Fig. 2 (H/C)–(O/C) of HPMC, H-X and D-X in Van Krevelen diagram.

In this paper, it has been found that the reaction pathways are occurred at the earlier period of HTC process. The research of Xiaowei Lu et al.⁸ demonstrates that reaction temperature is the major parameter to influence the transformation of cellulose, while the long duration time only has delicate impact on reaction pathways of hydrothermal carbonization of cellulose such as dehydration and decarbonylation. The phenomenon has also been found by the study of Chao He et al.¹ These results indicate that the reaction pathways of biomass mainly happen in the early stage of HTC process.

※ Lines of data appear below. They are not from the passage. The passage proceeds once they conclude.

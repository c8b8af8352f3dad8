//! Real Hanoi locations for realistic test fixtures.
//!
//! Coordinates sourced from OpenStreetMap. Covers a typical day-trip spread
//! across the Old Quarter, Ba Dinh and West Lake.

#![allow(dead_code)]

use itinerary_router::geo::GeoPoint;
use itinerary_router::itinerary::{Activity, Place};

/// A named location with coordinates.
#[derive(Debug, Clone)]
pub struct Location {
    pub name: &'static str,
    pub lat: f64,
    pub lng: f64,
}

impl Location {
    pub const fn new(name: &'static str, lat: f64, lng: f64) -> Self {
        Self { name, lat, lng }
    }

    pub fn point(&self) -> GeoPoint {
        GeoPoint::new(self.lat, self.lng)
    }

    /// An activity at this location with the given time label.
    pub fn activity(&self, time: &str) -> Activity {
        Activity {
            time: Some(time.to_string()),
            place: Place {
                id: Some(self.name.to_lowercase().replace(' ', "-")),
                name: self.name.to_string(),
                latitude: Some(self.lat),
                longitude: Some(self.lng),
            },
            notes: None,
        }
    }
}

// ============================================================================
// Sights
// ============================================================================

pub const SIGHTS: &[Location] = &[
    Location::new("Hoan Kiem Lake", 21.0287747, 105.8523853),
    Location::new("Ngoc Son Temple", 21.0306826, 105.8524176),
    Location::new("St Joseph's Cathedral", 21.0286669, 105.8489527),
    Location::new("Hoa Lo Prison", 21.0253005, 105.8463214),
    Location::new("Temple of Literature", 21.0285560, 105.8355480),
    Location::new("Ho Chi Minh Mausoleum", 21.0368320, 105.8346880),
    Location::new("One Pillar Pagoda", 21.0358636, 105.8336215),
    Location::new("Tran Quoc Pagoda", 21.0479722, 105.8368133),
    Location::new("Dong Xuan Market", 21.0382386, 105.8497689),
    Location::new("Long Bien Bridge", 21.0430220, 105.8604390),
    Location::new("Hanoi Opera House", 21.0242670, 105.8575970),
    Location::new("Vietnam Museum of Ethnology", 21.0405850, 105.7985960),
];

// ============================================================================
// Food
// ============================================================================

pub const FOOD: &[Location] = &[
    Location::new("Bun Cha Huong Lien", 21.0184770, 105.8535650),
    Location::new("Pho Gia Truyen", 21.0330680, 105.8465450),
    Location::new("Cafe Giang", 21.0326540, 105.8540840),
    Location::new("Banh Mi 25", 21.0366310, 105.8488750),
];

/// Get all locations as a flat list.
pub fn all_locations() -> Vec<Location> {
    SIGHTS.iter().chain(FOOD.iter()).cloned().collect()
}

#[cfg(test)]
mod tests {
    use super::*;

    #[test]
    fn test_coordinates_in_hanoi_area() {
        for loc in all_locations() {
            assert!(loc.lat > 20.9 && loc.lat < 21.1, "{} lat out of range: {}", loc.name, loc.lat);
            assert!(loc.lng > 105.7 && loc.lng < 105.9, "{} lng out of range: {}", loc.name, loc.lng);
        }
    }
}
// ABOUTME: Constants for the FlavorDB and RecipeDB clients grouped by domain
// ABOUTME: Endpoint paths, default base URLs, environment variable names, and fixed error messages
//
// SPDX-License-Identifier: MIT OR Apache-2.0
// Copyright (c) 2025 Pierre Fitness Intelligence

//! Constants module
//!
//! Values are grouped by the service or concern they belong to.

/// Service names used for structured logging
pub mod service_names {
    /// Name reported by the logging subsystem
    pub const CULINARY_DATA_CLIENTS: &str = "culinary-data-clients";
    /// Crate target used for log filtering
    pub const CRATE_TARGET: &str = "culinary_data_clients";
}

/// Environment variable names read by the configuration layer
pub mod env_vars {
    /// Bearer token for the flavor database API
    pub const FLAVORDB_API_KEY: &str = "FLAVORDB_API_KEY";
    /// Optional base URL override for the flavor database API
    pub const FLAVORDB_BASE_URL: &str = "FLAVORDB_BASE_URL";
    /// Bearer token for the recipe database API
    pub const RECIPEDB_API_KEY: &str = "API_KEY";
    /// Optional base URL override for the recipe database API
    pub const RECIPEDB_BASE_URL: &str = "RECIPEDB_BASE_URL";
    /// Optional request timeout override, in seconds, shared by both clients
    pub const SERVICE_TIMEOUT_SECS: &str = "SERVICE_TIMEOUT_SECS";
}

/// HTTP transport defaults
pub mod http {
    /// Request deadline applied to every upstream call
    pub const DEFAULT_TIMEOUT_SECS: u64 = 5;
    /// User agent sent with every upstream call
    pub const USER_AGENT: &str = concat!("culinary-data-clients/", env!("CARGO_PKG_VERSION"));
    /// Content type announced on every upstream call
    pub const JSON_CONTENT_TYPE: &str = "application/json";
}

/// Flavor database API
pub mod flavordb {
    /// Service label used in errors and logs
    pub const SERVICE_NAME: &str = "FlavorDB";
    /// Default API base URL
    pub const DEFAULT_BASE_URL: &str = "https://api.flavordb.com";
    /// Ingredient lookup path, relative to the base URL
    pub const INGREDIENT_PATH: &str = "ingredient";
    /// Query parameter carrying the ingredient name
    pub const NAME_QUERY_PARAM: &str = "name";
    /// Error message returned in place of the payload on any failure
    pub const ERROR_MESSAGE: &str = "FlavorDB request failed";
}

/// Recipe database API
pub mod recipedb {
    /// Service label used in errors and logs
    pub const SERVICE_NAME: &str = "RecipeDB";
    /// Default API base URL
    pub const DEFAULT_BASE_URL: &str = "http://cosylab.iiitd.edu/recipe2-api";
    /// Recipe-of-the-day path, relative to the base URL
    pub const RECIPE_OF_THE_DAY_PATH: &str = "recipe/recipeofday";
    /// Error message returned in place of the payload on any failure
    pub const ERROR_MESSAGE: &str = "Request failed";
}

FT-IR analysis of hydrothermal carbonized products

Fig. 3 displays the FT-IR spectra of hydrochar. The FT-IR spectra of HPMC show peaks at 3427, 2922, 2850 cm⁻¹ (stretching vibrations of –OH, –CH₂, –CH₃, respectively); 1638 cm⁻¹ (adsorbed water from environment); 1480 cm⁻¹ (stretching vibration of C=O stands for carbonyl groups in HPMC); 1385, 940 cm⁻¹ (characteristic of –CH).^1,3,27,28 With the proceeding of reaction, the FT-IR spectra of H-X are gradually changed in Fig. 3a. The FT-IR spectral lines of H-105 has a little different with HPMC such as the increasement of peak intensity at 1060 cm⁻¹ (C–O stretching vibration) and the shift of –CH from 1385 cm⁻¹ (HPMC) to 1400 cm⁻¹ (H-105), indicating the structure of HPMC has started to transform, the HPMC has been converted into hydrochar after 105 min of reaction. The FT-IR spectra of H-120 show new peaks at 1700 cm⁻¹ (stretching vibration of C=O); 1620, 1513 cm⁻¹ (stretching vibration of C=C); 797 cm⁻¹ (C–H out-of-plane bending vibrations in aromatic chemicals).^12,25,28 Along with the prolonging of time, the three vibration peaks become increasingly more evident in H-150, H-180 and H-240. These results suggest dehydration of HPMC has occurred to form carbonyl and carboxyl groups after 120 min of reaction, which confirms the generation of hydrochar. Fig. 3b shows the FT-IR spectra of A-H. There is no difference between the FT-IR spectra of A-H with H-X, indicating slight influence on the H-X by demineralization treatment. The FT-IR spectra in Fig. 3c are not largely different between D-X and H-X, but the vibration peaks characteristic of hydrochar at 1700, 1513 and 797 cm⁻¹ already appear after 105 min in D-X. This result indicates the formation of hydrochar is earlier than that in the opal-free systems, indicating the presence of opal could accelerate the dehydration of HPMC and thereby promote the formation of hydrochar. Fig. 3d shows the peaks of opal shale at 3440, 1630 cm⁻¹ (stretching vibration and bending vibration of –OH, respectively), 1100 cm⁻¹ (asymmetric stretching vibration of Si–O–Si), 793 cm⁻¹ (stretching vibration of Si–OH) and 475 cm⁻¹ (bending vibration of Si–O–Si).^27,29–32 Peaks at 1700 cm⁻¹ (stretching vibration of C=O) and 1513 cm⁻¹ (stretching vibration of C=C) also present in Fig. 3d. These phenomena suggest that hydrochar and opal may couple with each other.^31–34

Fig. 3 FT-IR spectra of (a) H-X; (b) A-X; (c) D-X and (d) HMC-X after different reaction durations.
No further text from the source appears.